Cette façon de travailler nous convient parfaitement car elle nous permet de mettre en œuvre une véritable alchimie qui se nourrit de nos différences. Et l’arithmétique de nos émotions et de nos imaginations cumulées s’étoffe toujours un peu plus à chaque phase de l’écriture.
M.net : De fortes connotations écologiques sont lisibles dans ce roman. Etait-ce une volonté de votre part de défendre ces théories ? Faites-vous autre chose parallèlement pour défendre cette cause ?
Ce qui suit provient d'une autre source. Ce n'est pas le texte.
//! CallEvent - Append-only audit trail of a call

use chrono::{DateTime, Utc};
use serde::{Deserialize, Serialize};
use uuid::Uuid;

use crate::domain::services::agent::DecisionSource;
use crate::domain::value_objects::{CallStatus, NextAction};

/// Which gateway callback an event is about
#[derive(Debug, Clone, Copy, PartialEq, Eq, Serialize, Deserialize)]
#[serde(rename_all = "snake_case")]
pub enum CallbackKind {
    Connected,
    SpeechGathered,
    Status,
}

/// Closed set of audit event kinds, each with its own payload
#[derive(Debug, Clone, PartialEq, Serialize, Deserialize)]
#[serde(tag = "kind", content = "data", rename_all = "snake_case")]
pub enum CallEventKind {
    AiMessagePrepared {
        message: String,
    },
    CallFailed {
        error: String,
    },
    CallAnswered {
        opening_line: String,
        fallback: bool,
    },
    UserInput {
        speech: String,
    },
    AiResponse {
        message: String,
        should_continue: bool,
        next_action: NextAction,
        source: DecisionSource,
    },
    StatusUpdate {
        reported_status: String,
        mapped_status: Option<CallStatus>,
        duration_secs: Option<i32>,
        credits_charged: Option<i32>,
        applied: bool,
        /// Set when the usage charge could not be committed; a redelivery retries it
        #[serde(default, skip_serializing_if = "Option::is_none")]
        billing_error: Option<String>,
    },
    CallEndedByUser {
        gateway_error: Option<String>,
    },
    CallbackIgnored {
        callback: CallbackKind,
        status: CallStatus,
    },
    CallbackFailed {
        callback: CallbackKind,
        error: String,
    },
}

impl CallEventKind {
    /// Stable name used for storage and filtering
    pub fn name(&self) -> &'static str {
        match self {
            Self::AiMessagePrepared { .. } => "ai_message_prepared",
            Self::CallFailed { .. } => "call_failed",
            Self::CallAnswered { .. } => "call_answered",
            Self::UserInput { .. } => "user_input",
            Self::AiResponse { .. } => "ai_response",
            Self::StatusUpdate { .. } => "status_update",
            Self::CallEndedByUser { .. } => "call_ended_by_user",
            Self::CallbackIgnored { .. } => "callback_ignored",
            Self::CallbackFailed { .. } => "callback_failed",
        }
    }
}

/// CallEvent - One audit record; never mutated or deleted
#[derive(Debug, Clone, Serialize, Deserialize)]
pub struct CallEvent {
    pub id: Uuid,
    pub call_id: Uuid,
    pub event: CallEventKind,
    pub created_at: DateTime<Utc>,
}

impl CallEvent {
    pub fn new(call_id: Uuid, event: CallEventKind) -> Self {
        Self {
            id: Uuid::new_v4(),
            call_id,
            event,
            created_at: Utc::now(),
        }
    }

    pub fn kind(&self) -> &'static str {
        self.event.name()
    }
}

#[cfg(test)]
mod tests {
    use super::*;

    #[test]
    fn test_event_serializes_with_kind_tag() {
        let event = CallEventKind::UserInput {
            speech: "yes that time works".to_string(),
        };
        let value = serde_json::to_value(&event).unwrap();
        assert_eq!(value["kind"], "user_input");
        assert_eq!(value["data"]["speech"], "yes that time works");
        assert_eq!(event.name(), "user_input");
    }

    #[test]
    fn test_status_update_without_billing_error_reads_back() {
        let stored = serde_json::json!({
            "kind": "status_update",
            "data": {
                "reported_status": "completed",
                "mapped_status": "completed",
                "duration_secs": 61,
                "credits_charged": 2,
                "applied": true
            }
        });
        let event: CallEventKind = serde_json::from_value(stored).unwrap();
        assert!(matches!(
            event,
            CallEventKind::StatusUpdate {
                billing_error: None,
                credits_charged: Some(2),
                ..
            }
        ));
    }

    #[test]
    fn test_callback_failed_payload() {
        let event = CallEventKind::CallbackFailed {
            callback: CallbackKind::SpeechGathered,
            error: "Repository error: connection reset".to_string(),
        };
        let value = serde_json::to_value(&event).unwrap();
        assert_eq!(value["kind"], "callback_failed");
        assert_eq!(value["data"]["callback"], "speech_gathered");
        assert_eq!(event.name(), "callback_failed");
    }
}
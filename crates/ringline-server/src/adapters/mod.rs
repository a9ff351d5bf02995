//! Infrastructure Adapters
//!
//! Implementations of domain ports for external systems.

pub mod memory;
pub mod openai;
pub mod postgres;
pub mod twilio;

// Re-exports
pub use memory::{InMemoryAccountRepository, InMemoryCallRepository};
pub use openai::{OpenAiProvider, UnconfiguredProvider};
pub use postgres::{PgAccountRepository, PgCallRepository};
pub use twilio::TwilioGateway;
Oksana : L’écologie et la problématique de l’environnement sont des sujets qui nous passionnent. C’est quelque chose qui nous concerne tous !
Notre planète est de plus en plus polluée. Les guerres et la pauvreté croissent sans cesse. Tout le monde ne vit pas confortablement sur notre planète. C’est le moins que l’on puisse dire. En 2009, un milliard d’êtres humains ont faim et un enfant meurt toutes les cinq secondes en raison d’une eau insuffisante ou trop polluée !
C’est aberrant et honteux pour notre XXIe siècle. Une fois que nos ressources seront épuisées et que la Terre ne suffira plus à assouvir nos fantasmes de domination et de conquête, où irons-nous ?
Nous penserons alors à nous implanter sur une autre planète. Pour refaire les mêmes erreurs ?
Je pense que si des extraterrestres étaient susceptibles de voir cela, ils ne feraient certainement pas notre connaissance et ne comprendraient pas notre logique et l’étrange façon que nous avons de nous servir de notre… intelligence !
Gil Prou : Nous aimons la Nature dans son sens le plus large : les animaux, les plantes, la beauté des paysages. Ceci apparaît clairement dans notre blog : www.oksanaetgil.skyrock.com .
Naturellement l’aveuglement humain actuel nous révolte et nous redoutons les effets catastrophiques de la disparition de la biodiversité et de la salutaire différence qui existe entre les êtres depuis les aubes du précambrien. Nous sommes tous les deux perpétuellement en quête d’altérité, et cette quête passe aussi bien par la philosophie que par la sensualité…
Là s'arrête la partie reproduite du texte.